Background
Total hip arthroplasty (THA) has become the first-choice treatment for elderly patients with end-stage hip disease. The high amount of hidden blood loss (HBL) in overweight and obese patients after THA not only affects rapid recovery, but also results in a greater economic burden. We aimed to identify risk factors that contribute to elevated HBL in overweight and obese patients after THA by retrospective analysis, and establish a nomogram prediction model for massive HBL in overweight and obese patients after THA.
Methods
A total of 505 overweight and obese patients treated with THA were included and randomly divided into modeling and validation sets according to a 7:3 ratio. The demographic and relevant clinical data of the patients were collected.
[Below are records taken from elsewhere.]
use std::env;
use std::fmt;

use chrono::NaiveDate;

/// Distinguishes runtime behavior for different stages of the tooling.
#[derive(Debug, Clone, Copy, PartialEq, Eq)]
pub enum AppEnvironment {
    Development,
    Test,
    Production,
}

impl AppEnvironment {
    fn from_str(value: &str) -> Self {
        match value.trim().to_ascii_lowercase().as_str() {
            "prod" | "production" => Self::Production,
            "test" | "ci" => Self::Test,
            _ => Self::Development,
        }
    }
}

/// Top-level configuration for the command-line tooling.
#[derive(Debug, Clone)]
pub struct AppConfig {
    pub environment: AppEnvironment,
    pub reporting: ReportingConfig,
    pub telemetry: TelemetryConfig,
}

impl AppConfig {
    pub fn load() -> Result<Self, ConfigError> {
        dotenvy::dotenv().ok();

        let environment = AppEnvironment::from_str(
            &env::var("APP_ENV").unwrap_or_else(|_| "development".to_string()),
        );

        let as_of = match env::var("APP_AS_OF") {
            Ok(value) => Some(NaiveDate::parse_from_str(value.trim(), "%Y-%m-%d").map_err(
                |source| ConfigError::InvalidAsOfDate {
                    value: value.clone(),
                    source,
                },
            )?),
            Err(_) => None,
        };

        let log_level = env::var("APP_LOG_LEVEL").unwrap_or_else(|_| "info".to_string());

        Ok(Self {
            environment,
            reporting: ReportingConfig { as_of },
            telemetry: TelemetryConfig { log_level },
        })
    }
}

/// Defaults for report evaluation. `as_of` pins the evaluation date so
/// promotion tracking output stays reproducible across reruns.
#[derive(Debug, Clone)]
pub struct ReportingConfig {
    pub as_of: Option<NaiveDate>,
}

/// Tracing controls.
#[derive(Debug, Clone)]
pub struct TelemetryConfig {
    pub log_level: String,
}

#[derive(Debug)]
pub enum ConfigError {
    InvalidAsOfDate {
        value: String,
        source: chrono::ParseError,
    },
}

impl fmt::Display for ConfigError {
    fn fmt(&self, f: &mut fmt::Formatter<'_>) -> fmt::Result {
        match self {
            ConfigError::InvalidAsOfDate { value, .. } => {
                write!(f, "APP_AS_OF must be a YYYY-MM-DD date, got '{value}'")
            }
        }
    }
}

impl std::error::Error for ConfigError {
    fn source(&self) -> Option<&(dyn std::error::Error + 'static)> {
        match self {
            ConfigError::InvalidAsOfDate { source, .. } => Some(source),
        }
    }
}

#[cfg(test)]
mod tests {
    use super::*;
    use std::env;
    use std::sync::{Mutex, OnceLock};

    fn env_guard() -> &'static Mutex<()> {
        static GUARD: OnceLock<Mutex<()>> = OnceLock::new();
        GUARD.get_or_init(|| Mutex::new(()))
    }

    fn reset_env() {
        env::remove_var("APP_ENV");
        env::remove_var("APP_AS_OF");
        env::remove_var("APP_LOG_LEVEL");
    }

    #[test]
    fn load_uses_defaults_when_env_missing() {
        let _lock = env_guard().lock().expect("env mutex poisoned");
        reset_env();
        let config = AppConfig::load().expect("config loads with defaults");
        assert_eq!(config.environment, AppEnvironment::Development);
        assert!(config.reporting.as_of.is_none());
        assert_eq!(config.telemetry.log_level, "info");
    }

    #[test]
    fn parses_pinned_as_of_date() {
        let _lock = env_guard().lock().expect("env mutex poisoned");
        reset_env();
        env::set_var("APP_AS_OF", "2024-07-31");
        let config = AppConfig::load().expect("config loads");
        assert_eq!(
            config.reporting.as_of,
            NaiveDate::from_ymd_opt(2024, 7, 31)
        );
        reset_env();
    }

    #[test]
    fn rejects_malformed_as_of_date() {
        let _lock = env_guard().lock().expect("env mutex poisoned");
        reset_env();
        env::set_var("APP_AS_OF", "July 31");
        let error = AppConfig::load().expect_err("bad date rejected");
        assert!(matches!(error, ConfigError::InvalidAsOfDate { .. }));
        reset_env();
    }
}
The independent risk factors affecting HBL after THA in overweight and obese patients were obtained by Pearson, independent sample
T
-test, and multiple linear regression analyses. R software was used to establish a nomogram prediction model for postoperative HBL, as well as a receiver operating characteristic (ROC) curve, calibration curve, and decision curve analysis (DCA).
Results
HBL was 911±438 mL, accounting for 79.5±13.1% of the total perioperative blood loss (1104±468 mL). A multiple linear regression analysis showed that HBL was associated with necrosis of the femoral head, absence of hypertension, longer operative time, higher preoperative erythrocytes, and higher preoperative D-dimer levels. The areas under the ROC curve (AUC) for the modeling and validation sets were 0.751 and 0.736, respectively, while the slope of the calibration curve was close to 1. The DCA curve demonstrated a better net benefit at a risk of HBL ≥1000 ml in both the training and validation groups.
Conclusion
HBL was an important component of total blood loss (TBL) after THA in overweight and obese patients. Necrosis of the femoral head, absence of hypertension, longer operative time, higher preoperative erythrocytes, and higher preoperative D-dimer levels were independent risk factors for postoperative HBL in these patients. The predictive model constructed based these data had better discriminatory power and accuracy, and could result in better net benefit for patients.